L’anno precedente, 2014, il museo non aveva ottenuto il riconoscimento da parte della Regione Sardegna, previsto dalla Legge Regionale del 2006, complessivamente una buona legge che definiva come obbligatori degli standard formali di alta qualità per tutte le strutture museali che volessero ottenere dei finanziamenti. Credo che il non riconoscimento fosse dipeso soprattutto dall’assenza di personale formalmente qualificato previsto dalla legge. Nel 2015 il Comune di Ales, forse approfittando di questa situazione, su progetto dell’Ufficio Tecnico, che non si era avvalso di nessuna competenza specifica, ottiene dalla RAS un contributo «per il miglioramento degli allestimenti, delle aree di accoglienza e di servizio del Museo». Il progetto, oltre ad interventi d’importanza minore, prevedeva il cambiamento di parti dell’allestimento creato da Cossu e tutto ciò senza che questi, che collaborava fin dalla fondazione come collaboratore scientifico volontario (in realtà lo dirigeva informalmente), venisse minimamente consultato. Il progetto del Comune colpiva al cuore l’allestimento, cercando di eliminare per quanto possibile proprio quelle parti realizzate con materiali (corda in canapa, ferro battuto, legno e cartongesso) che s’integravano, secondo il loro ideatore, con quelli (canna, olivastro, asfodelo, fico d’india) con cui gli alunni di Nando e le loro famiglie avevano costruito a suo tempo la maggior parte dei giocattoli. Le volevano sostituire, come afferma un documento del Consorzio Cooperative Sardegna e Natura [3], l’ente affiliato a Lega Coop che gestiva il museo, «con elementi moderni e di tipo commerciale (materiali plastici, alluminio, acciaio) che a nostro parere e di altri illustri soggetti andranno a snaturare la coerenza espositiva del percorso museale». Il gestore «al fine di consentire il mantenimento dell’allestimento originario del Museo del giocattolo tradizionale della Sardegna, ha donato ufficialmente al Comune di Ales tutti gli arredi di sua proprietà, ma l’Amministrazione Comunale ha preferito proseguire nella sua linea non accettando la donazione».
Il conflitto era ormai arrivato a un punto morto, tanto che gli arredi furono offerti gratuitamente «ad altre istituzioni culturali (musei, associazioni, fondazioni) o ad altri soggetti interessati che possano e intendano valorizzarlo senza fini speculativi». Era quasi una provocazione, e non so che esito abbia avuto. Seguirono articoli sui quotidiani, coinvolgimento del sindacato e della Simbdea, sit-in di fronte al museo per difendere non solo l’opera di Nando Cossu, ma anche i posti di lavoro che il museo e la sua gestione avevano creato. Tutto andò avanti fino al 2018 con periodi di chiusura del museo. L’amministrazione era intanto cambiata, ma il conflitto permaneva.
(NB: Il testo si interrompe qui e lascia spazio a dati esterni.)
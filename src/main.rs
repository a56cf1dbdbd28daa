use std::net::IpAddr;
use std::path::PathBuf;

use anyhow::Context;
use clap::{Parser, Subcommand};
use tracing_subscriber::{layer::SubscriberExt, util::SubscriberInitExt};

use enrollment_service::{
    api,
    config::{AuthConfig, StorageConfig},
    db,
    registrar::Registrar,
};

const DEFAULT_HOST: &str = "127.0.0.1";
const DEFAULT_PORT: u16 = 8080;

#[derive(Parser)]
#[command(name = "enrollment-service")]
#[command(about = "Student registration, course enrollment and course ratings over HTTP")]
struct Cli {
    #[command(subcommand)]
    command: Option<Commands>,
}

#[derive(Subcommand)]
enum Commands {
    /// Start the HTTP server
    Serve {
        /// Port for HTTP API
        #[arg(short, long, default_value_t = DEFAULT_PORT)]
        port: u16,

        /// Address to bind
        #[arg(long, default_value = DEFAULT_HOST)]
        host: IpAddr,

        /// SQLite database file (overrides ENROLLMENT_DB_PATH)
        #[arg(long)]
        db: Option<PathBuf>,
    },
}

fn init_tracing() {
    let filter = tracing_subscriber::EnvFilter::new(
        std::env::var("RUST_LOG")
            .unwrap_or_else(|_| "enrollment_service=debug,tower_http=debug".into()),
    );

    tracing_subscriber::registry()
        .with(filter)
        .with(tracing_subscriber::fmt::layer())
        .init();
}

#[tokio::main]
async fn main() -> anyhow::Result<()> {
    let cli = Cli::parse();
    init_tracing();

    match cli.command {
        Some(Commands::Serve { port, host, db }) => serve(host, port, db).await,
        None => {
            let host = DEFAULT_HOST.parse().context("Invalid default host")?;
            serve(host, DEFAULT_PORT, None).await
        }
    }
}

async fn serve(host: IpAddr, port: u16, db_path: Option<PathBuf>) -> anyhow::Result<()> {
    let auth = AuthConfig::from_env().context("Invalid authentication configuration")?;
    let mut storage = StorageConfig::from_env().context("Invalid storage configuration")?;
    if db_path.is_some() {
        storage.path = db_path;
    }
    let security = api::SecurityConfig::from_env();

    let database = match &storage.path {
        Some(path) => db::Database::open_with_timeout(path.clone(), storage.operation_timeout)?,
        None => db::Database::open_default()?,
    };
    database.migrate()?;
    let seeded = database.seed_courses()?;
    if seeded > 0 {
        tracing::info!("Seeded {} courses", seeded);
    }

    let registrar = Registrar::new(database, &auth, &storage)?;
    let app = api::create_router_with_config(registrar, security);

    let listener = tokio::net::TcpListener::bind((host, port)).await?;
    tracing::info!("Enrollment service listening on http://{}:{}", host, port);

    axum::serve(listener, app).await?;
    Ok(())
}
use std::sync::Arc;

use crate::Error;

/// Placeholder verified against when an email is unknown, so that a login for
/// a missing account costs the same bcrypt work as one with a wrong password.
const DUMMY_PASSWORD: &str = "enrollment-service/no-such-account";

/// bcrypt hashing with a fixed work factor.
///
/// All methods block for the duration of the bcrypt computation; callers on an
/// async runtime run them on the blocking pool.
#[derive(Clone)]
pub struct PasswordHasher {
    cost: u32,
    dummy_hash: Arc<str>,
}

impl PasswordHasher {
    pub fn new(cost: u32) -> Result<Self, Error> {
        let dummy_hash = bcrypt::hash(DUMMY_PASSWORD, cost)?;
        Ok(Self {
            cost,
            dummy_hash: dummy_hash.into(),
        })
    }

    pub fn cost(&self) -> u32 {
        self.cost
    }

    pub fn hash(&self, password: &str) -> Result<String, Error> {
        Ok(bcrypt::hash(password, self.cost)?)
    }

    /// Check `password` against a stored hash.
    ///
    /// With `stored_hash` of `None` the check runs against the dummy hash and
    /// always fails, so unknown accounts and wrong passwords are
    /// indistinguishable in both result and timing.
    pub fn verify(&self, password: &str, stored_hash: Option<&str>) -> Result<(), Error> {
        let (hash, known) = match stored_hash {
            Some(hash) => (hash, true),
            None => (&*self.dummy_hash, false),
        };

        if bcrypt::verify(password, hash)? && known {
            Ok(())
        } else {
            Err(Error::InvalidCredentials)
        }
    }
}

impl std::fmt::Debug for PasswordHasher {
    fn fmt(&self, f: &mut std::fmt::Formatter<'_>) -> std::fmt::Result {
        f.debug_struct("PasswordHasher")
            .field("cost", &self.cost)
            .finish_non_exhaustive()
    }
}
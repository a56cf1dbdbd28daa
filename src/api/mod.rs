mod error;
mod handlers;
pub mod middleware;

pub use error::ApiError;

use axum::{
    http::{header, HeaderValue, Method},
    middleware::from_fn_with_state,
    routing::{get, post},
    Router,
};
use tower::ServiceBuilder;
use tower_http::{
    cors::{AllowOrigin, Any, CorsLayer},
    trace::TraceLayer,
};

use crate::registrar::Registrar;
pub use middleware::{CurrentStudent, SecurityConfig};

/// Create router with default security config (permissive CORS, no rate limiting).
pub fn create_router(registrar: Registrar) -> Router {
    create_router_with_config(registrar, SecurityConfig::disabled())
}

/// Create router with custom security configuration.
pub fn create_router_with_config(registrar: Registrar, config: SecurityConfig) -> Router {
    let mut public = Router::new()
        .route("/register", post(handlers::register))
        .route("/login", post(handlers::login));

    // Only the credential endpoints are rate limited; they do the bcrypt work
    if let Some(limiter) = config.rate_limiter.clone() {
        public = public.route_layer(from_fn_with_state(
            limiter,
            middleware::rate_limit_middleware,
        ));
    }

    let protected = Router::new()
        .route("/courses", get(handlers::list_courses))
        .route("/enroll", post(handlers::enroll))
        .route("/enrollments", get(handlers::list_enrollments))
        .route("/rate", post(handlers::rate))
        .route_layer(from_fn_with_state(
            registrar.clone(),
            middleware::auth_middleware,
        ));

    let api = Router::new()
        .route("/health", get(handlers::health))
        .merge(public)
        .merge(protected);

    Router::new()
        .nest("/api", api)
        .layer(
            ServiceBuilder::new()
                .layer(TraceLayer::new_for_http())
                .layer(cors_layer(&config)),
        )
        .with_state(registrar)
}

fn cors_layer(config: &SecurityConfig) -> CorsLayer {
    match &config.cors_origins {
        Some(origins) => {
            let origins: Vec<HeaderValue> = origins
                .iter()
                .filter_map(|o| match o.parse() {
                    Ok(value) => Some(value),
                    Err(_) => {
                        tracing::warn!("Ignoring invalid CORS origin: {}", o);
                        None
                    }
                })
                .collect();
            CorsLayer::new()
                .allow_origin(AllowOrigin::list(origins))
                .allow_methods([Method::GET, Method::POST, Method::OPTIONS])
                .allow_headers([header::AUTHORIZATION, header::CONTENT_TYPE])
        }
        None => CorsLayer::new()
            .allow_origin(Any)
            .allow_methods([Method::GET, Method::POST, Method::OPTIONS])
            .allow_headers(Any),
    }
}
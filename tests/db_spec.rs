use enrollment_service::db::Database;
use enrollment_service::models::*;
use enrollment_service::Error;
use speculate2::speculate;

fn create_test_student(db: &Database, email: &str) -> Student {
    db.create_student("Test Student", email, "$2b$04$not-a-real-hash")
        .expect("Failed to create student")
}

fn course_id(db: &Database, name: &str) -> CourseId {
    db.get_all_courses()
        .expect("Query failed")
        .into_iter()
        .find(|c| c.name == name)
        .map(|c| c.id)
        .expect("Course not seeded")
}

fn score(value: i64) -> Score {
    Score::new(value).expect("Score out of range")
}

speculate! {
    before {
        let db = Database::open_memory().expect("Failed to create in-memory database");
        db.migrate().expect("Failed to run migrations");
    }

    describe "students" {
        describe "create_student" {
            it "creates a student and assigns an id" {
                let student = db
                    .create_student("Ada Lovelace", "ada@example.com", "hash")
                    .expect("Failed to create student");

                assert_eq!(student.name, "Ada Lovelace");
                assert_eq!(student.email, "ada@example.com");
                assert!(student.id.get() > 0);
            }

            it "rejects a duplicate email" {
                create_test_student(&db, "ada@example.com");
                let result = db.create_student("Someone Else", "ada@example.com", "hash");
                assert!(matches!(result, Err(Error::DuplicateIdentity)));
            }

            it "treats emails differing in case as distinct" {
                create_test_student(&db, "ada@example.com");
                let result = db.create_student("Ada", "Ada@Example.com", "hash");
                assert!(result.is_ok());
            }
        }

        describe "get_student" {
            it "returns None for non-existent student" {
                let result = db.get_student(StudentId::new(999)).expect("Query failed");
                assert!(result.is_none());
            }

            it "returns the student by id" {
                let created = create_test_student(&db, "grace@example.com");
                let found = db.get_student(created.id).expect("Query failed");
                assert_eq!(found.map(|s| s.email), Some("grace@example.com".to_string()));
            }
        }

        describe "find_credentials" {
            it "returns the stored hash for a known email" {
                db.create_student("Ada", "ada@example.com", "stored-hash").expect("Failed to create");
                let (student, hash) = db
                    .find_credentials("ada@example.com")
                    .expect("Query failed")
                    .expect("Student not found");

                assert_eq!(student.email, "ada@example.com");
                assert_eq!(hash, "stored-hash");
            }

            it "returns None for an unknown email" {
                let found = db.find_credentials("nobody@example.com").expect("Query failed");
                assert!(found.is_none());
            }
        }
    }

    describe "courses" {
        describe "seed_courses" {
            it "inserts the five default courses" {
                let inserted = db.seed_courses().expect("Failed to seed");
                assert_eq!(inserted, 5);

                let names: Vec<String> = db
                    .get_all_courses()
                    .expect("Query failed")
                    .into_iter()
                    .map(|c| c.name)
                    .collect();
                assert_eq!(names, SEED_COURSES.iter().map(|n| n.to_string()).collect::<Vec<_>>());
            }

            it "is idempotent" {
                db.seed_courses().expect("Failed to seed");
                let inserted = db.seed_courses().expect("Failed to reseed");

                assert_eq!(inserted, 0);
                assert_eq!(db.get_all_courses().expect("Query failed").len(), 5);
            }

            it "starts every course at the default rating" {
                db.seed_courses().expect("Failed to seed");
                for course in db.get_all_courses().expect("Query failed") {
                    assert_eq!(course.rating, DEFAULT_COURSE_RATING);
                }
            }
        }

        describe "get_course" {
            it "returns None for non-existent course" {
                db.seed_courses().expect("Failed to seed");
                let result = db.get_course(CourseId::new(999)).expect("Query failed");
                assert!(result.is_none());
            }
        }
    }

    describe "enrollments" {
        before {
            db.seed_courses().expect("Failed to seed");
            let student = create_test_student(&db, "student@example.com");
        }

        it "enrolls a student in a course" {
            let math = course_id(&db, "Mathematics");
            let enrollment = db.create_enrollment(student.id, math).expect("Failed to enroll");

            assert_eq!(enrollment.student_id, student.id);
            assert_eq!(enrollment.course_id, math);
            assert!(!enrollment.is_rated());
        }

        it "rejects a second enrollment in the same course" {
            let math = course_id(&db, "Mathematics");
            db.create_enrollment(student.id, math).expect("Failed to enroll");

            let result = db.create_enrollment(student.id, math);
            assert!(matches!(result, Err(Error::AlreadyEnrolled)));
            assert_eq!(db.count_enrollments(student.id, math).expect("Query failed"), 1);
        }

        it "rejects an unknown course" {
            let result = db.create_enrollment(student.id, CourseId::new(999));
            assert!(matches!(result, Err(Error::CourseNotFound)));
        }

        it "lists enrollments in creation order with course state" {
            let physics = course_id(&db, "Physics");
            let math = course_id(&db, "Mathematics");
            db.create_enrollment(student.id, physics).expect("Failed to enroll");
            db.create_enrollment(student.id, math).expect("Failed to enroll");

            let views = db.get_enrollments_by_student(student.id).expect("Query failed");
            assert_eq!(views.len(), 2);
            assert_eq!(views[0].course_name, "Physics");
            assert_eq!(views[1].course_name, "Mathematics");
            assert!(views.iter().all(|v| v.rating.is_none()));
            assert!(views.iter().all(|v| v.course_rating == DEFAULT_COURSE_RATING));
        }

        it "lists nothing for a student without enrollments" {
            let other = create_test_student(&db, "other@example.com");
            let views = db.get_enrollments_by_student(other.id).expect("Query failed");
            assert!(views.is_empty());
        }

        it "does not show other students' enrollments" {
            let other = create_test_student(&db, "other@example.com");
            db.create_enrollment(other.id, course_id(&db, "Biology")).expect("Failed to enroll");

            let views = db.get_enrollments_by_student(student.id).expect("Query failed");
            assert!(views.is_empty());
        }
    }

    describe "ratings" {
        before {
            db.seed_courses().expect("Failed to seed");
            let math = course_id(&db, "Mathematics");
            let first = create_test_student(&db, "first@example.com");
            let second = create_test_student(&db, "second@example.com");
            db.create_enrollment(first.id, math).expect("Failed to enroll");
            db.create_enrollment(second.id, math).expect("Failed to enroll");
        }

        it "replaces the default with the first rating" {
            let outcome = db.rate_course(first.id, math, score(90)).expect("Failed to rate");

            assert_eq!(outcome.rating.get(), 90);
            assert_eq!(outcome.course_rating, 90.0);
            let course = db.get_course(math).expect("Query failed").expect("Course missing");
            assert_eq!(course.rating, 90.0);
        }

        it "averages ratings across students" {
            db.rate_course(first.id, math, score(90)).expect("Failed to rate");
            let outcome = db.rate_course(second.id, math, score(70)).expect("Failed to rate");

            assert_eq!(outcome.course_rating, 80.0);
        }

        it "keeps the mean exact for uneven totals" {
            db.rate_course(first.id, math, score(100)).expect("Failed to rate");
            let outcome = db.rate_course(second.id, math, score(61)).expect("Failed to rate");

            assert_eq!(outcome.course_rating, 80.5);
        }

        it "records the rating on the enrollment" {
            db.rate_course(first.id, math, score(0)).expect("Failed to rate");

            let enrollment = db
                .get_enrollment(first.id, math)
                .expect("Query failed")
                .expect("Enrollment missing");
            assert_eq!(enrollment.rating.map(Score::get), Some(0));
        }

        it "rejects a second rating and leaves the aggregate unchanged" {
            db.rate_course(first.id, math, score(90)).expect("Failed to rate");

            let result = db.rate_course(first.id, math, score(10));
            assert!(matches!(result, Err(Error::AlreadyRated)));

            let course = db.get_course(math).expect("Query failed").expect("Course missing");
            assert_eq!(course.rating, 90.0);
        }

        it "rejects rating a course the student is not enrolled in" {
            let physics = course_id(&db, "Physics");
            let result = db.rate_course(first.id, physics, score(50));
            assert!(matches!(result, Err(Error::NotEnrolled)));

            let course = db.get_course(physics).expect("Query failed").expect("Course missing");
            assert_eq!(course.rating, DEFAULT_COURSE_RATING);
        }

        it "does not touch other courses" {
            db.rate_course(first.id, math, score(10)).expect("Failed to rate");

            let biology = course_id(&db, "Biology");
            let course = db.get_course(biology).expect("Query failed").expect("Course missing");
            assert_eq!(course.rating, DEFAULT_COURSE_RATING);
        }
    }
}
Un altro ente vinse l’appalto per la gestione con altro personale e Nando diede le dimissioni definitive da collaboratore scientifico volontario e così fece la guida del museo legata a lui, il quale non accettò il nuovo contratto di lavoro che a suo avviso ridimensionava il suo ruolo oltre che il suo stipendio.
Così finisce la storia, la prima parte della storia del “Museo del giocattolo” del paese dove è nato Antonio Gramsci. Non so dire nulla di come funziona e dell’allestimento attuale. Avevo preso l’impegno con Nando di interessarmi ancora. Ma ero stanca e, a dirla tutta, non avevo mai capito a fondo le ragioni del conflitto. Tutto era sempre avvolto nella nebbia del non detto o detto a metà, soprattutto da parte delle varie amministrazioni comunali e degli uffici regionali. Mi disturbava anche l’evidente mescolanza in tutta la vicenda di contrapposizioni di ordine culturale e di schieramento politico e sindacale. Alcuni punti mi erano tuttavia chiari e mi davano sicurezza, derivando da documenti e raccomandazioni dell’Icom e della Simbdea. Le amministrazioni locali non possono elaborare progetti museografici senza la consulenza di persone preparate nel settore scientifico cui il museo fa riferimento e la Regione non deve accettarli. Inoltre gli allestimenti dei musei ‘storici’ – e il Museo del giocattolo lo era – in nessuna parte del mondo vengono stravolti. Li si lascia come sono, testimoni di se stessi, di un’epoca, di una esperienza.
Essendomi personalmente schierata a fianco di Nando, forse non sono la persona più adatta a raccontare i fatti e a giudicare questa brutta storia che andrebbe ricostruita in modo più puntuale di quanto io sia riuscita a fare. Dopo sette anni e il confronto con molte persone mi sono fatta l’idea che Nando e tutti quelli che l’hanno sostenuto (la CGIL, la SIMBDEA e altri) avessero ragione nel merito. Il metodo era sbagliato e la forza del potere politico e amministrativo comunale e regionale ha avuto la meglio. Non so se la ricerca del compromesso e il riconoscimento che qualche errore di gestione era stato commesso, avrebbero pagato. Ho sperimentato di persona l’arroganza e l’ipocrisia del fronte a noi contrapposto. E ho visto anche il dolore di Nando di fronte alla chiara volontà di estromettere lui e i collaboratori locali da lui addestrati dalla sua ‘creatura’ e dai suoi progetti futuri.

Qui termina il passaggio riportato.